A.  Plainte de M. Davidson

[4]  Le 30 décembre 2015, M. Davidson a déposé une plainte auprès de la Commission, dans laquelle il a allégué que le Secrétariat du Conseil du Trésor du Canada (le SCT) faisait preuve de discrimination en n’embauchant pas de personnes racialisées, contrevenant ainsi aux articles 7 et 10 de la Loi canadienne sur les droits de la personne, LRC 1985, c H-6 (la LCDP).

[5]  Monsieur Davidson travaille au gouvernement fédéral en tant qu’analyste principal, Accès à l’information et protection des renseignements personnels. Il s’identifie en tant que Noir.

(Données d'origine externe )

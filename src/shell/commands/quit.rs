//! Quit command implementation.

use crate::shell::command::{Command, CommandResult, ShellContext};

/// Command to exit the shell.
pub struct QuitCommand;

impl Command for QuitCommand {
    fn name(&self) -> &str {
        "quit"
    }

    fn aliases(&self) -> &[&str] {
        &["exit", "q"]
    }

    fn description(&self) -> &str {
        "Exit the password manager"
    }

    fn usage(&self) -> &str {
        "quit"
    }

    fn help(&self) -> &str {
        "Exit the password manager.\n\n\
         Every change is written to disk as soon as it is made, so there is\n\
         nothing left to save.\n\n\
         Examples:\n  \
           quit\n  \
           q"
    }

    fn execute(&self, _args: &[&str], _ctx: &mut ShellContext) -> CommandResult {
        CommandResult::Exit
    }

    fn max_args(&self) -> Option<usize> {
        Some(0)
    }
}
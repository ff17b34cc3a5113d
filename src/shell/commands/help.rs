//! Help command implementation.

use crate::shell::command::{Command, CommandResult, CompletionContext, ShellContext};

/// Command to display help information.
pub struct HelpCommand;

impl Command for HelpCommand {
    fn name(&self) -> &str {
        "help"
    }

    fn aliases(&self) -> &[&str] {
        &["h", "?"]
    }

    fn description(&self) -> &str {
        "Display help information"
    }

    fn usage(&self) -> &str {
        "help [command]"
    }

    fn help(&self) -> &str {
        "Display help information about commands.\n\n\
         Without arguments, lists all available commands.\n\
         With a command name, shows detailed help for that command.\n\n\
         Examples:\n  \
           help\n  \
           help add\n  \
           ? category"
    }

    fn execute(&self, args: &[&str], ctx: &mut ShellContext) -> CommandResult {
        let Some(registry) = ctx.registry else {
            return CommandResult::error("Help not available (no registry)");
        };

        let Some(&cmd_name) = args.first() else {
            let mut commands: Vec<_> = registry.commands().collect();
            commands.sort_by_key(|c| c.name());

            let mut output = String::from("Available commands:\n\n");
            for cmd in commands {
                let aliases = cmd.aliases();
                let alias_str = if aliases.is_empty() {
                    String::new()
                } else {
                    format!(" ({})", aliases.join(", "))
                };

                output.push_str(&format!(
                    "  {:<10}{:<22} - {}\n",
                    cmd.name(),
                    alias_str,
                    cmd.description()
                ));
            }
            output.push_str("\nType 'help <command>' for detailed help on a specific command.");

            return CommandResult::success(output);
        };

        match registry.get(cmd_name) {
            Some(cmd) => {
                let aliases = cmd.aliases();
                let alias_str = if aliases.is_empty() {
                    String::new()
                } else {
                    format!("\nAliases: {}", aliases.join(", "))
                };

                CommandResult::success(format!(
                    "{}\n\nUsage: {}{}\n\n{}",
                    cmd.name().to_uppercase(),
                    cmd.usage(),
                    alias_str,
                    cmd.help()
                ))
            }
            None => CommandResult::error(format!(
                "Unknown command: '{}'\nType 'help' to see available commands.",
                cmd_name
            )),
        }
    }

    fn completions(&self, args: &[&str], partial: &str, ctx: &CompletionContext) -> Vec<String> {
        if args.is_empty() {
            ctx.registry.completions(partial)
        } else {
            vec![]
        }
    }

    fn max_args(&self) -> Option<usize> {
        Some(1)
    }
}
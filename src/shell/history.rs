//! Command history settings and filtering.

use std::path::PathBuf;

/// Configuration for command history.
#[derive(Debug, Clone)]
pub struct HistoryConfig {
    /// Path to the history file.
    pub path: PathBuf,
    /// Maximum number of entries to keep.
    pub max_entries: usize,
    /// Whether to skip a line identical to the previous one.
    pub ignore_dups: bool,
}

impl Default for HistoryConfig {
    fn default() -> Self {
        Self {
            path: PathBuf::from("history"),
            max_entries: 1000,
            ignore_dups: true,
        }
    }
}

impl HistoryConfig {
    pub fn new(path: PathBuf) -> Self {
        Self {
            path,
            ..Default::default()
        }
    }

    pub fn with_max_entries(mut self, max: usize) -> Self {
        self.max_entries = max;
        self
    }

    pub fn with_ignore_dups(mut self, ignore: bool) -> Self {
        self.ignore_dups = ignore;
        self
    }
}

/// Decides which input lines are recorded in history.
pub struct HistoryFilter {
    ignore_dups: bool,
    last_entry: Option<String>,
}

impl HistoryFilter {
    pub fn new(config: &HistoryConfig) -> Self {
        Self {
            ignore_dups: config.ignore_dups,
            last_entry: None,
        }
    }

    /// Returns true if `line` should be added to history.
    ///
    /// Lines of sensitive commands (those that may carry a password) are
    /// never recorded.
    pub fn should_add(&mut self, line: &str, sensitive: bool) -> bool {
        let line = line.trim();
        if line.is_empty() || sensitive {
            return false;
        }

        if self.ignore_dups && self.last_entry.as_deref() == Some(line) {
            return false;
        }

        self.last_entry = Some(line.to_string());
        true
    }
}
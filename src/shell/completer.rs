//! Tab completion for rustyline.
//!
//! Command names come from the registry; argument completion is delegated to
//! the command itself, which looks names up in the [`CompletionIndex`].

use rustyline::Context;
use rustyline::completion::{Completer, Pair};
use std::sync::{Arc, RwLock};

use crate::manager::Manager;
use crate::shell::command::{CommandRegistry, CompletionContext};
use crate::trie::Trie;

/// Entry names and categories known to the shell.
///
/// Rebuilt from the manager whenever a command changes the store.
#[derive(Debug, Default)]
pub struct CompletionIndex {
    pub names: Trie,
    pub categories: Trie,
}

impl CompletionIndex {
    pub fn from_manager(manager: &Manager) -> Self {
        Self {
            names: Trie::from_words(manager.entries().iter().map(|e| e.name.as_str())),
            categories: Trie::from_words(manager.categories().iter().map(String::as_str)),
        }
    }
}

pub struct PassvaultCompleter {
    registry: Arc<CommandRegistry>,
    index: Arc<RwLock<CompletionIndex>>,
}

/// Where the cursor is: still on the command, or on one of its arguments.
#[derive(Debug, PartialEq, Eq)]
enum Position<'a> {
    Command {
        partial: &'a str,
    },
    Argument {
        command: &'a str,
        args: Vec<&'a str>,
        partial: &'a str,
    },
}

impl PassvaultCompleter {
    pub fn new(registry: Arc<CommandRegistry>, index: Arc<RwLock<CompletionIndex>>) -> Self {
        Self { registry, index }
    }

    fn locate<'a>(&self, line: &'a str, pos: usize) -> Position<'a> {
        let line_to_pos = &line[..pos];
        let mut parts: Vec<&str> = line_to_pos.split_whitespace().collect();
        let at_new_word = line_to_pos.is_empty() || line_to_pos.ends_with(char::is_whitespace);

        let partial = if at_new_word { "" } else { parts.pop().unwrap_or("") };

        if parts.is_empty() {
            return Position::Command { partial };
        }

        let command = parts.remove(0);
        Position::Argument {
            command,
            args: parts,
            partial,
        }
    }

    fn candidates(&self, position: &Position) -> Vec<String> {
        match position {
            Position::Command { partial } => self.registry.completions(partial),
            Position::Argument {
                command,
                args,
                partial,
            } => {
                let Some(cmd) = self.registry.get(command) else {
                    return vec![];
                };
                let Ok(index) = self.index.read() else {
                    return vec![];
                };
                let ctx = CompletionContext {
                    index: &index,
                    registry: &self.registry,
                };
                cmd.completions(args, partial, &ctx)
            }
        }
    }
}

/// Text inserted for a candidate. Names with whitespace are quoted so the
/// line splits back into the same arguments.
fn replacement(candidate: &str) -> String {
    if candidate.chars().any(char::is_whitespace) {
        shell_words::quote(candidate).into_owned()
    } else {
        candidate.to_string()
    }
}

impl Completer for PassvaultCompleter {
    type Candidate = Pair;

    fn complete(
        &self,
        line: &str,
        pos: usize,
        _ctx: &Context<'_>,
    ) -> rustyline::Result<(usize, Vec<Pair>)> {
        let position = self.locate(line, pos);
        let partial_len = match &position {
            Position::Command { partial } | Position::Argument { partial, .. } => partial.len(),
        };

        let pairs = self
            .candidates(&position)
            .into_iter()
            .map(|s| Pair {
                replacement: replacement(&s),
                display: s,
            })
            .collect();

        Ok((pos - partial_len, pairs))
    }
}
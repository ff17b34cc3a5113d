//! Search command implementation.

use super::format_entries;
use crate::shell::command::{Command, CommandResult, ShellContext};

/// Command to find entries containing a piece of text.
pub struct SearchCommand;

impl Command for SearchCommand {
    fn name(&self) -> &str {
        "search"
    }

    fn aliases(&self) -> &[&str] {
        &["find", "s"]
    }

    fn description(&self) -> &str {
        "Search all fields for text"
    }

    fn usage(&self) -> &str {
        "search <query>"
    }

    fn help(&self) -> &str {
        "Show every entry where the query appears in the name, password,\n\
         category, website or login. Matching is case-sensitive.\n\n\
         Examples:\n  \
           search github\n  \
           find example.com"
    }

    fn execute(&self, args: &[&str], ctx: &mut ShellContext) -> CommandResult {
        if args.is_empty() {
            return CommandResult::usage(self, "Missing search query");
        }

        let query = args.join(" ");
        let matches = ctx.manager.search(&query);
        log::debug!("Search matched {} entries", matches.len());

        if matches.is_empty() {
            return CommandResult::success("No matching entries found.");
        }

        CommandResult::success(format!("Search results:\n\n{}", format_entries(matches)))
    }

    fn min_args(&self) -> usize {
        1
    }
}
//! Shell module - rustyline-based interactive front end for the manager.
//!
//! This module provides a shell-like interface with:
//! - Command completion (commands, entry names, categories, fields)
//! - Syntax highlighting
//! - Command history (lines that may carry passwords are not recorded)
//! - Usage hints

pub mod command;
pub mod commands;
pub mod completer;
pub mod highlighter;
pub mod hints;
pub mod history;

use anyhow::{Result, anyhow};
use rustyline::completion::Completer;
use rustyline::config::Configurer;
use rustyline::error::ReadlineError;
use rustyline::highlight::Highlighter;
use rustyline::hint::Hinter;
use rustyline::history::FileHistory;
use rustyline::validate::{
    MatchingBracketValidator, ValidationContext, ValidationResult, Validator,
};
use rustyline::{Context, Editor, Helper};
use std::borrow::Cow;
use std::sync::{Arc, RwLock};

use crate::logging::timed;
use crate::manager::Manager;

use command::{CommandRegistry, CommandResult, ShellContext};
use commands::register_all;
use completer::{CompletionIndex, PassvaultCompleter};
use highlighter::{OutputHighlighter, PassvaultHighlighter};
use hints::PassvaultHinter;
use history::{HistoryConfig, HistoryFilter};

/// The prompt displayed to the user.
const PROMPT: &str = "passvault> ";

/// Combined helper for rustyline that provides all shell features.
pub struct PassvaultHelper {
    completer: PassvaultCompleter,
    highlighter: PassvaultHighlighter,
    hinter: PassvaultHinter,
    validator: MatchingBracketValidator,
}

impl PassvaultHelper {
    pub fn new(registry: Arc<CommandRegistry>, index: Arc<RwLock<CompletionIndex>>) -> Self {
        Self {
            completer: PassvaultCompleter::new(Arc::clone(&registry), index),
            highlighter: PassvaultHighlighter::new(Arc::clone(&registry)),
            hinter: PassvaultHinter::new(registry),
            validator: MatchingBracketValidator::new(),
        }
    }
}

impl Completer for PassvaultHelper {
    type Candidate = rustyline::completion::Pair;

    fn complete(
        &self,
        line: &str,
        pos: usize,
        ctx: &Context<'_>,
    ) -> rustyline::Result<(usize, Vec<Self::Candidate>)> {
        self.completer.complete(line, pos, ctx)
    }
}

impl Highlighter for PassvaultHelper {
    fn highlight<'l>(&self, line: &'l str, pos: usize) -> Cow<'l, str> {
        self.highlighter.highlight(line, pos)
    }

    fn highlight_prompt<'b, 's: 'b, 'p: 'b>(
        &'s self,
        prompt: &'p str,
        default: bool,
    ) -> Cow<'b, str> {
        self.highlighter.highlight_prompt(prompt, default)
    }

    fn highlight_hint<'h>(&self, hint: &'h str) -> Cow<'h, str> {
        self.highlighter.highlight_hint(hint)
    }

    fn highlight_candidate<'c>(
        &self,
        candidate: &'c str,
        completion: rustyline::CompletionType,
    ) -> Cow<'c, str> {
        self.highlighter.highlight_candidate(candidate, completion)
    }

    fn highlight_char(&self, line: &str, pos: usize, kind: rustyline::highlight::CmdKind) -> bool {
        self.highlighter.highlight_char(line, pos, kind)
    }
}

impl Hinter for PassvaultHelper {
    type Hint = String;

    fn hint(&self, line: &str, pos: usize, ctx: &Context<'_>) -> Option<Self::Hint> {
        self.hinter.hint(line, pos, ctx)
    }
}

impl Validator for PassvaultHelper {
    fn validate(&self, ctx: &mut ValidationContext<'_>) -> rustyline::Result<ValidationResult> {
        self.validator.validate(ctx)
    }
}

impl Helper for PassvaultHelper {}

/// Configuration for the shell.
pub struct ShellConfig {
    pub history: HistoryConfig,
    /// Whether to show the welcome message.
    pub show_welcome: bool,
}

impl Default for ShellConfig {
    fn default() -> Self {
        Self {
            history: HistoryConfig::default(),
            show_welcome: true,
        }
    }
}

/// The interactive shell.
pub struct Shell {
    registry: Arc<CommandRegistry>,
    /// Completion data shared with the rustyline helper.
    index: Arc<RwLock<CompletionIndex>>,
    config: ShellConfig,
}

impl Shell {
    pub fn new() -> Self {
        Self::with_config(ShellConfig::default())
    }

    pub fn with_config(config: ShellConfig) -> Self {
        let mut registry = CommandRegistry::new();
        register_all(&mut registry);

        Self {
            registry: Arc::new(registry),
            index: Arc::new(RwLock::new(CompletionIndex::default())),
            config,
        }
    }

    /// Rebuilds the completion index from the manager's current state.
    fn refresh_index(&self, manager: &Manager) {
        match self.index.write() {
            Ok(mut index) => {
                *index = CompletionIndex::from_manager(manager);
                log::debug!(
                    "Completion index: {} names, {} categories",
                    index.names.len(),
                    index.categories.len()
                );
            }
            Err(e) => log::warn!("Completion index lock poisoned: {}", e),
        }
    }

    /// Runs the interactive loop until the user quits or input ends.
    pub fn run(&self, manager: &mut Manager) -> Result<()> {
        self.refresh_index(manager);

        let helper = PassvaultHelper::new(Arc::clone(&self.registry), Arc::clone(&self.index));
        let mut editor: Editor<PassvaultHelper, FileHistory> = Editor::new()?;
        editor.set_helper(Some(helper));
        editor.set_max_history_size(self.config.history.max_entries)?;

        let history_path = &self.config.history.path;
        if history_path.exists() {
            if let Err(e) = editor.load_history(history_path) {
                log::warn!("Could not load history: {}", e);
            } else {
                log::debug!("Loaded history from {}", history_path.display());
            }
        }
        let mut filter = HistoryFilter::new(&self.config.history);

        if self.config.show_welcome {
            println!("Type 'help' for available commands.");
        }
        log::info!("Shell started");

        loop {
            match editor.readline(PROMPT) {
                Ok(line) => {
                    let line = line.trim();
                    if line.is_empty() {
                        continue;
                    }

                    let sensitive = line
                        .split_whitespace()
                        .next()
                        .and_then(|name| self.registry.get(name))
                        .is_some_and(|cmd| cmd.sensitive());
                    if filter.should_add(line, sensitive) {
                        let _ = editor.add_history_entry(line);
                    }

                    match self.execute_line(line, manager) {
                        CommandResult::Success(Some(msg)) => println!("{}", msg),
                        CommandResult::Success(None) | CommandResult::Continue => {}
                        CommandResult::Error(msg) => {
                            eprintln!("{}", OutputHighlighter::error(&msg));
                        }
                        CommandResult::Exit => {
                            println!("Exiting...");
                            break;
                        }
                    }
                }
                Err(ReadlineError::Interrupted) => {
                    println!("^C");
                    continue;
                }
                Err(ReadlineError::Eof) => {
                    println!("exit");
                    log::info!("EOF received (Ctrl-D)");
                    break;
                }
                Err(err) => {
                    log::error!("Readline error: {}", err);
                    return Err(anyhow!("Readline error: {}", err));
                }
            }
        }

        if let Some(parent) = history_path.parent() {
            if !parent.as_os_str().is_empty() && !parent.exists() {
                let _ = std::fs::create_dir_all(parent);
            }
        }
        if let Err(e) = editor.save_history(history_path) {
            log::warn!("Failed to save history: {}", e);
        }

        log::info!("Shell exited");
        Ok(())
    }

    /// Parses and executes one input line against the manager.
    ///
    /// Arguments are split like a POSIX shell, so quotes keep spaces inside
    /// one argument: `show "My Bank"`.
    pub fn execute_line(&self, line: &str, manager: &mut Manager) -> CommandResult {
        let words = match shell_words::split(line) {
            Ok(words) => words,
            Err(e) => return CommandResult::error(format!("Could not parse input: {}", e)),
        };
        let parts: Vec<&str> = words.iter().map(String::as_str).collect();
        let Some((&cmd_name, args)) = parts.split_first() else {
            return CommandResult::Continue;
        };

        let Some(cmd) = self.registry.get(cmd_name) else {
            return CommandResult::error(format!(
                "Unknown command: '{}'\nType 'help' to see available commands.",
                cmd_name
            ));
        };

        if let Some(max) = cmd.max_args() {
            if args.len() > max {
                return CommandResult::usage(cmd.as_ref(), "Too many arguments");
            }
        }

        // Arguments may contain passwords, so only the command is logged.
        log::debug!("Executing command: {} ({} args)", cmd.name(), args.len());

        let mut ctx = ShellContext::new(manager).with_registry(&self.registry);
        let result = timed(cmd.name(), || cmd.execute(args, &mut ctx));
        let modified = ctx.modified;

        if modified {
            self.refresh_index(manager);
        }
        result
    }

    #[cfg(test)]
    fn index_contains_name(&self, name: &str) -> bool {
        self.index
            .read()
            .map(|index| index.names.contains(name))
            .unwrap_or(false)
    }
}

impl Default for Shell {
    fn default() -> Self {
        Self::new()
    }
}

[6]  La plainte déposée par M. Davidson auprès de la Commission comporte deux volets.

[7]  Premièrement, il a posé sa candidature auprès de plusieurs ministères en vue d’obtenir une promotion ou un nouveau poste, mais sa candidature n’a pas été retenue. Toutefois, il n’a pas présenté de demande d’emploi au SCT, et il n’a jamais travaillé pour cet organisme.

[8]  La plainte de M. Davidson porte principalement sur les demandes d’emploi suivantes, qui ont été déposées auprès d’organismes fédéraux et qui ont été rejetées, de même que sur les raisons qui lui ont été fournies pour justifier le rejet de sa candidature :

  • - ministère des Pêches et des Océans (2010) : M. Davidson n’a pas réussi l’étape de l’entrevue du processus de recrutement;

  • - ministère des Pêches et des Océans (juin 2016) : la demande a été rejetée parce que M. Davidson n’avait pas [traduction] « suffisamment de preuves attestant son expérience »;

  • - Innovation, Sciences et Développement économique Canada (date non communiquée) : la candidature de M. Davidson n’a pas été retenue, étant donné qu’il a fourni des réponses incorrectes;

  • - Patrimoine canadien (août 2016) : la candidature de M. Davidson n’a pas été retenue, parce qu’il a répondu de manière inadéquate à l’une des questions;

  • - Bibliothèque et Archives Canada (septembre 2016) : la candidature de M. Davidson n’a pas été retenue, parce que [traduction] « ses réponses n’étaient pas aussi complètes que ce à quoi s’attendait le jury de sélection ».

[9]  Deuxièmement, M. Davidson a obtenu des données en présentant des demandes d’accès à l’information à la Commission de la fonction publique du Canada. Selon lui, les données qu’il a obtenues démontrent que, bien que le gouvernement fédéral prenne à son service des membres des minorités visibles, les personnes de race noire sont rarement embauchées ou promues à des postes supérieurs au sein des ministères fédéraux.

[10]  Dans cette optique, M. Davidson a mis l’accent sur un point de données : bien que les membres des minorités visibles soient parfois nommés (12,2 %), les personnes qui s’identifient comme étant de race noire ne font presque jamais l’objet d’une nomination. Monsieur Davidson a souligné que, selon ses données, 3,1 % des candidats étaient des personnes de race noire, mais qu’aucun d’entre eux n’a été embauché à un poste supérieur.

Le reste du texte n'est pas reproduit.